Data Block Start

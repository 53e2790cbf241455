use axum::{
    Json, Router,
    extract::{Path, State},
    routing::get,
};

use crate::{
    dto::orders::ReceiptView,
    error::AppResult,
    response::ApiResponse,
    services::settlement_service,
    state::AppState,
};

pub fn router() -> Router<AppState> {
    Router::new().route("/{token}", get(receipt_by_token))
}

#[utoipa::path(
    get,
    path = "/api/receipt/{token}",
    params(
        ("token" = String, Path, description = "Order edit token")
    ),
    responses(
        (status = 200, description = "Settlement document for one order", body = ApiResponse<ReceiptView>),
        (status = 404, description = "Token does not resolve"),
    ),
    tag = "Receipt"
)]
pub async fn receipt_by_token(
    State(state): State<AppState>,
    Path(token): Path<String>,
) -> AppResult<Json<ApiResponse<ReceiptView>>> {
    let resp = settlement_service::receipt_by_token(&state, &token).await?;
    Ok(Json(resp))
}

Data Block End
Data Block Start

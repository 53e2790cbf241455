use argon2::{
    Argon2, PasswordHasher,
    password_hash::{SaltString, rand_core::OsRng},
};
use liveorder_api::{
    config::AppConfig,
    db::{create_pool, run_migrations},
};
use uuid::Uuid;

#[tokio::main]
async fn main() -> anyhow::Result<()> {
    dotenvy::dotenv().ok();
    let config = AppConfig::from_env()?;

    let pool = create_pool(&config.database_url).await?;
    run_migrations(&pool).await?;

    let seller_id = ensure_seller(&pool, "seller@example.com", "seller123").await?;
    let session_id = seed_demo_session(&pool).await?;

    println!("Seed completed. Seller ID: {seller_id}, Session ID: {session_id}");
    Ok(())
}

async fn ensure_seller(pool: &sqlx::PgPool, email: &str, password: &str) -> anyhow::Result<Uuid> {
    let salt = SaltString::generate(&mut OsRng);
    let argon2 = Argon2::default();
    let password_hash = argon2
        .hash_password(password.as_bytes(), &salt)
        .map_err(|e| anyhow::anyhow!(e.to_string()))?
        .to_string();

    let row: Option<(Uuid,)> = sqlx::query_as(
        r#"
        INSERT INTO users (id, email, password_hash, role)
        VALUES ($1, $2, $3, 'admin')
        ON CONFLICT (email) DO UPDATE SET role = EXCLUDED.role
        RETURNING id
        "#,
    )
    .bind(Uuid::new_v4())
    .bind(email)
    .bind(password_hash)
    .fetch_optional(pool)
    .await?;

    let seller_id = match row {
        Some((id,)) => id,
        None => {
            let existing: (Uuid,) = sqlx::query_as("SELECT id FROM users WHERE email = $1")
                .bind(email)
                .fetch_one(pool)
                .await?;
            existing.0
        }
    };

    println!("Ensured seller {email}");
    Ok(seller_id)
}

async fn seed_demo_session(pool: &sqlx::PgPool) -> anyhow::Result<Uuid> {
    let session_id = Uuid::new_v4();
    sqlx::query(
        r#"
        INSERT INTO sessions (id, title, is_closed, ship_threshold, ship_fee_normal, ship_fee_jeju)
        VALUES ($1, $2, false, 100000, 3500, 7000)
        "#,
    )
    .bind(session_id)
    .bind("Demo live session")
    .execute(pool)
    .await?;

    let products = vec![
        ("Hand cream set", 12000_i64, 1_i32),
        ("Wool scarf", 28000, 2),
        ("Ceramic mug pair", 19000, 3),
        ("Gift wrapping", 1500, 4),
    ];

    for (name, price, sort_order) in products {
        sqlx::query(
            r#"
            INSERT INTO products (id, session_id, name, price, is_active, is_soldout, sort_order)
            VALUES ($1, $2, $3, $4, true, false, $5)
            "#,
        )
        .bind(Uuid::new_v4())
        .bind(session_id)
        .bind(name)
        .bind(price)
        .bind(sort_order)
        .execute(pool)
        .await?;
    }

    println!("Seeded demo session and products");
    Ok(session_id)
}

Data Block End

Scan the material for the word "sqlx". Return every line where it is found.

→ **Result for this task**:
async fn ensure_seller(pool: &sqlx::PgPool, email: &str, password: &str) -> anyhow::Result<Uuid> {
    let row: Option<(Uuid,)> = sqlx::query_as(
            let existing: (Uuid,) = sqlx::query_as("SELECT id FROM users WHERE email = $1")
async fn seed_demo_session(pool: &sqlx::PgPool) -> anyhow::Result<Uuid> {
    sqlx::query(
        sqlx::query(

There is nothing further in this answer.